Five times stronger than steel, spider silk’s unique qualities were recognized by the Ancient Greeks — and more recently, scientists have looked at applications from medicine to engineering.
Now, one Japanese startup, Spiber, is exploring how spider webs could transform the textile industry. The biotech company started by making a spider silk replica in the lab and has since spun out its fabric range to include more sustainable alternatives to wool, cashmere and denim, says Kenji Higashi, head of business development at Spiber.
The company’s trademarked fiber, Brewed Protein, has been used in limited edition collections with brands including Japanese streetwear label Sacai and outdoor apparel specialists The North Face Japan.
Currently scaling up production and getting ready for a full commercial launch of its textiles, Spiber hopes its technology will help to “solve some of the big global challenges that we’re facing,” says Higashi.
Spiders create webs by spinning liquid protein into silk. Although silkworms have been bred to produce silk for thousands of years, spiders are cannibals which makes them impossible to farm.
That’s why friends Kazuhide Sekiyama and Junichi Sugahara, Spiber’s founders, decided to create a synthetic material that is molecularly identical to spider silk. The duo began experimenting as students at Keio University in Yamagata Prefecture in 2004, and founded the company in 2007.
Spiber studied “thousands of different spider species,” as well as other silk-producing species, and compiled a database of silk varieties, says Higashi.
Having successfully produced the spider silk alternative, the team went on to develop a range of Brewed Protein fabrics by altering the protein sequence, says Higashi.
Spiber’s fibers are made by fermenting water, sugar and nutrients with specially modified microbes in steel tanks, similar to those used in beer making, to produce protein polymers. The polymers are fed through a nozzle and spun into a fiber, says Higashi.
It hasn’t been an easy journey, though. In 2015, Spiber partnered with The North Face Japan to produce a limited-edition run of 50 “Moon Parka” jackets to commemorate the 50th anniversary of the moon landings.
But during the design process, the team discovered that spider silk shrinks when wet, and had to modify the protein to make the fiber suitable for an outdoor jacket.

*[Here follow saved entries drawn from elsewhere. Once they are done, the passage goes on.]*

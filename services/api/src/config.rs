//! services/api/src/config.rs
//!
//! Defines the application's configuration structure and loading logic.
//!
//! All configuration is loaded from environment variables at startup. The `.env`
//! file is used for local development.

use std::net::SocketAddr;
use tracing::Level;

/// `DATABASE_URL` value that selects the in-memory store instead of Postgres.
pub const MEMORY_DATABASE_URL: &str = "memory://";

/// A custom error type for configuration loading failures.
#[derive(Debug, thiserror::Error)]
pub enum ConfigError {
    #[error("Missing the environment variable {0}")]
    MissingVar(String),
    #[error("Invalid value for the environment variable {0}: {1}")]
    InvalidValue(String, String),
}

/// Holds all configuration loaded from the environment at startup.
#[derive(Clone, Debug)]
pub struct Config {
    pub bind_address: SocketAddr,
    pub database_url: String,
    pub log_level: Level,
    pub llm_api_base: String,
    pub llm_api_key: Option<String>,
    pub qa_model: String,
    pub cors_origin: String,
    pub auth_session_days: i64,
    pub max_upload_bytes: usize,
}

impl Config {
    /// Loads configuration from environment variables.
    ///
    /// It will look for a `.env` file in the current directory for development,
    /// but this is skipped in test environments to ensure tests are hermetic.
    pub fn from_env() -> Result<Self, ConfigError> {
        if !cfg!(test) {
            dotenvy::dotenv().ok();
        }

        // --- Load Server and Database Settings ---
        let bind_address_str =
            std::env::var("BIND_ADDRESS").unwrap_or_else(|_| "0.0.0.0:8000".to_string());
        let bind_address = bind_address_str.parse::<SocketAddr>().map_err(|e| {
            ConfigError::InvalidValue("BIND_ADDRESS".to_string(), e.to_string())
        })?;

        let database_url = std::env::var("DATABASE_URL")
            .map_err(|_| ConfigError::MissingVar("DATABASE_URL".to_string()))?;

        let log_level_str = std::env::var("RUST_LOG").unwrap_or_else(|_| "INFO".to_string());
        let log_level = log_level_str.parse::<Level>().map_err(|_| {
            ConfigError::InvalidValue(
                "RUST_LOG".to_string(),
                format!("'{}' is not a valid log level", log_level_str),
            )
        })?;

        // --- Load Model Settings ---
        let llm_api_base = std::env::var("LLM_API_BASE")
            .unwrap_or_else(|_| "http://localhost:11434/v1".to_string());
        let llm_api_key = std::env::var("LLM_API_KEY").ok();
        let qa_model = std::env::var("QA_MODEL").unwrap_or_else(|_| "mistral".to_string());

        // --- Load Web Settings ---
        let cors_origin =
            std::env::var("CORS_ORIGIN").unwrap_or_else(|_| "http://localhost:3000".to_string());
        let auth_session_days = parse_var("AUTH_SESSION_DAYS", 30)?;
        let max_upload_bytes = parse_var("MAX_UPLOAD_BYTES", 10 * 1024 * 1024)?;

        Ok(Self {
            bind_address,
            database_url,
            log_level,
            llm_api_base,
            llm_api_key,
            qa_model,
            cors_origin,
            auth_session_days,
            max_upload_bytes,
        })
    }

    pub fn uses_memory_store(&self) -> bool {
        self.database_url == MEMORY_DATABASE_URL
    }
}

fn parse_var<T>(name: &str, default: T) -> Result<T, ConfigError>
where
    T: std::str::FromStr,
    T::Err: std::fmt::Display,
{
    match std::env::var(name) {
        Ok(raw) => raw
            .parse::<T>()
            .map_err(|e| ConfigError::InvalidValue(name.to_string(), e.to_string())),
        Err(_) => Ok(default),
    }
}
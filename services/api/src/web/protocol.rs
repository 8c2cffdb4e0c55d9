//! services/api/src/web/protocol.rs
//!
//! Defines the JSON payloads exchanged between the browser client and the API
//! server. The chat answer itself is streamed as raw `text/plain` tokens and is
//! not part of these types.

use chrono::{DateTime, Utc};
use configmate_core::{domain::QaRecord, rooms::DeletionSummary, Chat};
use serde::{Deserialize, Serialize};
use utoipa::ToSchema;
use uuid::Uuid;

//=========================================================================================
// Payloads Sent FROM the Client (Browser) TO the Server
//=========================================================================================

/// A question for the chat stream endpoint.
#[derive(Deserialize, Debug, ToSchema)]
pub struct ChatIn {
    pub question: String,
    /// The chat this question belongs to. Required.
    pub chat_id: Option<Uuid>,
}

#[derive(Deserialize, Debug, Default, ToSchema)]
pub struct CreateChatIn {
    pub title: Option<String>,
}

#[derive(Deserialize, Debug, ToSchema)]
pub struct RenameChatIn {
    pub title: String,
}

#[derive(Deserialize, Debug, ToSchema)]
pub struct EditQuestionIn {
    pub old_question: String,
    pub new_question: String,
}

//=========================================================================================
// Payloads Sent FROM the Server TO the Client (Browser)
//=========================================================================================

#[derive(Serialize, Debug, ToSchema)]
pub struct CreateChatResponse {
    pub chat: Uuid,
    pub title: String,
}

#[derive(Serialize, Debug, ToSchema)]
pub struct ChatSummary {
    #[serde(rename = "_id")]
    pub id: Uuid,
    pub title: String,
    pub created_at: DateTime<Utc>,
}

impl From<Chat> for ChatSummary {
    fn from(chat: Chat) -> Self {
        Self {
            id: chat.id,
            title: chat.title,
            created_at: chat.created_at,
        }
    }
}

#[derive(Serialize, Debug, ToSchema)]
pub struct ChatListResponse {
    pub chats: Vec<ChatSummary>,
}

#[derive(Serialize, Debug, ToSchema)]
pub struct HistoryTurn {
    pub question: String,
    pub answer: String,
}

impl From<QaRecord> for HistoryTurn {
    fn from(record: QaRecord) -> Self {
        Self {
            question: record.question,
            answer: record.answer,
        }
    }
}

#[derive(Serialize, Debug, ToSchema)]
pub struct ChatHistoryResponse {
    pub history: Vec<HistoryTurn>,
}

#[derive(Serialize, Debug, ToSchema)]
pub struct DeleteChatResponse {
    pub msg: String,
    pub deleted_qas: u64,
    pub deleted_files: u64,
    pub deleted_chat: u64,
}

impl From<DeletionSummary> for DeleteChatResponse {
    fn from(summary: DeletionSummary) -> Self {
        Self {
            msg: "Chat and related data deleted successfully".to_string(),
            deleted_qas: summary.deleted_qas,
            deleted_files: summary.deleted_files,
            deleted_chat: summary.deleted_chat,
        }
    }
}

#[derive(Serialize, Debug, ToSchema)]
pub struct EditQuestionResponse {
    pub msg: String,
    pub answer: String,
}

#[derive(Serialize, Debug, ToSchema)]
pub struct MessageResponse {
    pub msg: String,
}
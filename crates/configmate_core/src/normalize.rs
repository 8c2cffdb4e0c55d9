//! crates/configmate_core/src/normalize.rs
//!
//! Canonicalizes a raw question into the key used for answer-cache equality.

use unicode_normalization::UnicodeNormalization;

/// The Thai block. Questions are expected in Thai or English.
const THAI_BLOCK: std::ops::RangeInclusive<char> = '\u{0E00}'..='\u{0E7F}';

fn is_allowed(c: char) -> bool {
    THAI_BLOCK.contains(&c) || c.is_ascii_lowercase() || c.is_ascii_digit() || c == ' '
}

/// Produces the normalized key for `text`.
///
/// NFKC first, then lowercase, so compatibility forms (full-width letters,
/// ligatures) fold into plain ASCII before filtering. Every character outside
/// the allowed alphabet becomes a space, and runs of spaces collapse to one.
pub fn normalize(text: &str) -> String {
    let folded: String = text
        .nfkc()
        .flat_map(char::to_lowercase)
        .map(|c| if is_allowed(c) { c } else { ' ' })
        .collect();

    folded.split_whitespace().collect::<Vec<_>>().join(" ")
}

#[cfg(test)]
mod tests {
    use super::*;

    #[test]
    fn folds_case_punctuation_and_spacing() {
        assert_eq!(normalize("What is X?"), normalize("what is x"));
        assert_eq!(normalize("  Hello,   WORLD!!  "), "hello world");
        assert_eq!(normalize("router\tconfig\nsetup"), "router config setup");
    }

    #[test]
    fn folds_full_width_forms() {
        assert_eq!(normalize("ＶＬＡＮ　１０"), "vlan 10");
    }

    #[test]
    fn keeps_thai_text() {
        assert_eq!(normalize("ตั้งค่า VLAN ยังไง?"), "ตั้งค่า vlan ยังไง");
    }

    #[test]
    fn strips_other_scripts_and_symbols() {
        assert_eq!(normalize("¿Qué tal? 🙂"), "qu tal");
        assert_eq!(normalize("!!!"), "");
        assert_eq!(normalize(""), "");
    }

    #[test]
    fn is_idempotent() {
        let samples = [
            "What is X?",
            "ＡＢＣ　ｄｅｆ",
            "ℌello ﬁle",
            "ตั้งค่า   VLAN ยังไง?",
            "Straße İstanbul",
            "  \u{0E33}ไร  ",
        ];
        for sample in samples {
            let once = normalize(sample);
            assert_eq!(normalize(&once), once, "not idempotent for {sample:?}");
        }
    }
}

It took four years “to produce a garment that met their standards,” says Higashi. The parkas retailed for ¥150,000 (worth around $1,400 in 2019) and the small collection sold out.
A recycling revolution
Fashion is one of the most polluting industries in the world. It produces around 2.1 billion metric tons of CO2 every year, according to management consultants McKinsey & Company. Around 70% of that comes from production, and manufacturing textiles uses large amounts of raw materials and water.
Higashi says Spiber’s biodegradable textiles are predicted to generate just one-fifth of the carbon emissions of animal-based fibers once they are in full-scale production, according to a life cycle analysis conducted by the company.
Spiber wants to reduce its environmental impact further, though. The company currently uses sugarcane and corn for its fermentation process — crops that use large volumes of land and divert food resources, says Higashi.
To resolve this, Spiber is developing a process called “biosphere circulation” that will convert discarded garments made from natural materials like cotton into the sugars needed for fermentation.
Around 40 million metric tons of textile waste is produced every year and most of this goes to landfills or incinerators: keeping these textiles in the loop could create a more sustainable alternative, says Higashi.
Spiber isn’t the only company taking inspiration from arachnids. In 2016, Adidas incorporated AMSilk’s Biosteel fiber in a sneaker and in 2017, California textile innovator Bolt Threads unveiled its spider-silk-inspired thread, Microsilk, in a gold dress designed by Stella McCartney.
In addition to its collaborations with The North Face Japan, Spiber’s Brewed Protein has been used by Japanese designer Yuima Nakazato for several of his collections, and streetwear brand Sacai for a limited-edition T-shirt range. Higashi says Spiber is exploring opportunities in the automotive industry, too.
According to the company, Spiber has raised around ¥100 billion ($783 million) from investors including finance firms Carlyle and Mitsubishi UFJ Morgan Stanley Securities, along with grants from government organizations and startup development funds.
This funding will allow the company to expand beyond its pilot plant in Yamagata — opening a small plant in Thailand later this year, and a larger facility in the US next year in a partnership with food processing multinational Archer Daniels Midland Company. Higashi says this will enable production of thousands of tons of Brewed Protein over the next few years.
Higashi says scaling will help bring the price of Brewed Protein down and allow Spiber to expand beyond the high-end designer market.
“We have the means to create solutions to enable more circular fashion,” says Higashi. “It’s our mission to bring those solutions to the world.”
An earlier version of this story stated that Spiber’s expansion plans would enable the production of thousands of tons of Brewed Protein by the end of 2023. This time frame has been changed to reflect new information from the company.